Work required → Look through the entries below and return all lines including the word "MissingSource".

(Collected data entries)
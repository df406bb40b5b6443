//! Migration plan schema and validation
//!
//! The planning role answers with a JSON [`MigrationPlan`]. Before anything is
//! written, [`MigrationPlan::validate`] checks every entry against the scanned
//! project so the execution role only ever touches files that exist.

mod parser;

use std::fmt;
use std::path::{Component, Path};

use serde::{Deserialize, Serialize};

use crate::project::{normalize, ProjectInventory};

pub use parser::{extract_json, json_values, parse_plan};

/// What to do with one file
#[derive(Debug, Clone, Copy, PartialEq, Eq, Serialize, Deserialize)]
#[serde(rename_all = "lowercase")]
pub enum MigrationAction {
    /// Rewrite the source for Nuxt
    Convert,
    /// Copy unchanged
    Copy,
    /// Write a new file with no Next.js counterpart
    Create,
}

impl fmt::Display for MigrationAction {
    fn fmt(&self, f: &mut fmt::Formatter<'_>) -> fmt::Result {
        let s = match self {
            MigrationAction::Convert => "convert",
            MigrationAction::Copy => "copy",
            MigrationAction::Create => "create",
        };
        write!(f, "{}", s)
    }
}

/// A single file migration
#[derive(Debug, Clone, PartialEq, Eq, Serialize, Deserialize)]
pub struct FileMigration {
    /// Path of the Next.js file, relative to the project root
    #[serde(default)]
    pub source_path: String,
    /// Path of the Nuxt file, relative to the output directory
    pub target_path: String,
    pub action: MigrationAction,
    #[serde(default)]
    pub description: String,
}

/// Complete plan produced by the planning role
#[derive(Debug, Clone, Default, PartialEq, Eq, Serialize, Deserialize)]
pub struct MigrationPlan {
    #[serde(default)]
    pub project_name: String,
    #[serde(default)]
    pub summary: String,
    #[serde(default)]
    pub files_to_migrate: Vec<FileMigration>,
    /// Free-text changes for nuxt.config.ts and friends
    #[serde(default)]
    pub config_changes: Vec<String>,
}

/// Why an entry was dropped
#[derive(Debug, Clone, PartialEq, Eq, Serialize)]
#[serde(tag = "kind", rename_all = "snake_case")]
pub enum RejectReason {
    /// `source_path` is not in the scanned file set
    UnknownSource { path: String },
    /// `convert` or `copy` without a source
    MissingSource,
    /// `target_path` is empty, absolute or climbs out of the output directory
    UnsafeTarget { path: String },
}

impl fmt::Display for RejectReason {
    fn fmt(&self, f: &mut fmt::Formatter<'_>) -> fmt::Result {
        match self {
            RejectReason::UnknownSource { path } => {
                write!(f, "source '{}' was not found by the analysis", path)
            }
            RejectReason::MissingSource => write!(f, "no source path given"),
            RejectReason::UnsafeTarget { path } => {
                write!(f, "target '{}' is outside the output directory", path)
            }
        }
    }
}

/// An entry removed during validation
#[derive(Debug, Clone, PartialEq, Eq, Serialize)]
pub struct RejectedEntry {
    pub entry: FileMigration,
    pub reason: RejectReason,
}

/// Whether a target path stays inside the directory it is joined to
pub fn is_safe_target(path: &str) -> bool {
    let path = path.trim();
    // drive letters count as absolute
    if path.is_empty() || path.starts_with('/') || path.starts_with('\\') || path.contains(':') {
        return false;
    }
    Path::new(&path.replace('\\', "/"))
        .components()
        .all(|c| matches!(c, Component::Normal(_) | Component::CurDir))
}

impl MigrationPlan {
    /// Split the plan into entries that can run and entries that cannot
    ///
    /// Accepted entries keep their order and get normalized paths.
    pub fn validate(
        &self,
        inventory: &ProjectInventory,
    ) -> (Vec<FileMigration>, Vec<RejectedEntry>) {
        let mut accepted = Vec::new();
        let mut rejected = Vec::new();

        for entry in &self.files_to_migrate {
            let source = normalize(&entry.source_path);

            let reason = if !is_safe_target(&entry.target_path) {
                Some(RejectReason::UnsafeTarget {
                    path: entry.target_path.clone(),
                })
            } else if source.is_empty() {
                (entry.action != MigrationAction::Create).then_some(RejectReason::MissingSource)
            } else if !inventory.contains(&source) {
                Some(RejectReason::UnknownSource { path: source.clone() })
            } else {
                None
            };

            match reason {
                Some(reason) => {
                    tracing::warn!(
                        source = %entry.source_path,
                        target = %entry.target_path,
                        %reason,
                        "Rejected plan entry"
                    );
                    rejected.push(RejectedEntry {
                        entry: entry.clone(),
                        reason,
                    });
                }
                None => accepted.push(FileMigration {
                    source_path: source,
                    target_path: normalize(&entry.target_path),
                    ..entry.clone()
                }),
            }
        }

        (accepted, rejected)
    }
}

#[cfg(test)]
mod tests {
    use super::*;
    use tempfile::TempDir;

    fn inventory() -> (TempDir, ProjectInventory) {
        let dir = TempDir::new().unwrap();
        std::fs::create_dir_all(dir.path().join("src/app")).unwrap();
        std::fs::write(dir.path().join("src/app/page.tsx"), "x").unwrap();
        std::fs::write(dir.path().join("tailwind.config.js"), "x").unwrap();
        let inventory = ProjectInventory::scan(dir.path()).unwrap();
        (dir, inventory)
    }

    fn entry(source: &str, target: &str, action: MigrationAction) -> FileMigration {
        FileMigration {
            source_path: source.to_string(),
            target_path: target.to_string(),
            action,
            description: String::new(),
        }
    }

    #[test]
    fn test_accepts_analysed_sources() {
        let (_dir, inventory) = inventory();
        let plan = MigrationPlan {
            files_to_migrate: vec![
                entry("./src/app/page.tsx", "pages/index.vue", MigrationAction::Convert),
                entry("tailwind.config.js", "tailwind.config.js", MigrationAction::Copy),
            ],
            ..Default::default()
        };

        let (accepted, rejected) = plan.validate(&inventory);
        assert!(rejected.is_empty());
        assert_eq!(accepted[0].source_path, "src/app/page.tsx");
        assert_eq!(accepted.len(), 2);
    }

    #[test]
    fn test_rejects_unknown_source() {
        let (_dir, inventory) = inventory();
        let plan = MigrationPlan {
            files_to_migrate: vec![entry(
                "src/pages/Home.jsx",
                "pages/index.vue",
                MigrationAction::Convert,
            )],
            ..Default::default()
        };

        let (accepted, rejected) = plan.validate(&inventory);
        assert!(accepted.is_empty());
        assert_eq!(
            rejected[0].reason,
            RejectReason::UnknownSource {
                path: "src/pages/Home.jsx".to_string()
            }
        );
    }

    #[test]
    fn test_create_without_source_is_exempt() {
        let (_dir, inventory) = inventory();
        let plan = MigrationPlan {
            files_to_migrate: vec![
                entry("", "nuxt.config.ts", MigrationAction::Create),
                entry("", "pages/about.vue", MigrationAction::Convert),
            ],
            ..Default::default()
        };

        let (accepted, rejected) = plan.validate(&inventory);
        assert_eq!(accepted.len(), 1);
        assert_eq!(accepted[0].target_path, "nuxt.config.ts");
        assert_eq!(rejected[0].reason, RejectReason::MissingSource);
    }

    #[test]
    fn test_create_with_unknown_source_is_rejected() {
        let (_dir, inventory) = inventory();
        let plan = MigrationPlan {
            files_to_migrate: vec![entry("ghost.ts", "app.vue", MigrationAction::Create)],
            ..Default::default()
        };
        let (accepted, _) = plan.validate(&inventory);
        assert!(accepted.is_empty());
    }

    #[test]
    fn test_rejects_escaping_targets() {
        let (_dir, inventory) = inventory();
        let plan = MigrationPlan {
            files_to_migrate: vec![
                entry("src/app/page.tsx", "../evil.vue", MigrationAction::Convert),
                entry("src/app/page.tsx", "/etc/passwd", MigrationAction::Convert),
                entry("src/app/page.tsx", "", MigrationAction::Convert),
            ],
            ..Default::default()
        };
        let (accepted, rejected) = plan.validate(&inventory);
        assert!(accepted.is_empty());
        assert_eq!(rejected.len(), 3);
    }

    #[test]
    fn test_is_safe_target() {
        assert!(is_safe_target("pages/index.vue"));
        assert!(is_safe_target("./app.vue"));
        assert!(!is_safe_target("a/../../b"));
        assert!(!is_safe_target("C:\\x"));
    }

    #[test]
    fn test_action_serde() {
        let parsed: FileMigration = serde_json::from_str(
            r#"{"source_path": "a", "target_path": "b", "action": "copy", "description": "d"}"#,
        )
        .unwrap();
        assert_eq!(parsed.action, MigrationAction::Copy);
        assert!(serde_json::from_str::<FileMigration>(
            r#"{"target_path": "b", "action": "delete"}"#
        )
        .is_err());
    }
}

Solution →
    MissingSource,
            RejectReason::MissingSource => write!(f, "no source path given"),
                (entry.action != MigrationAction::Create).then_some(RejectReason::MissingSource)
        assert_eq!(rejected[0].reason, RejectReason::MissingSource);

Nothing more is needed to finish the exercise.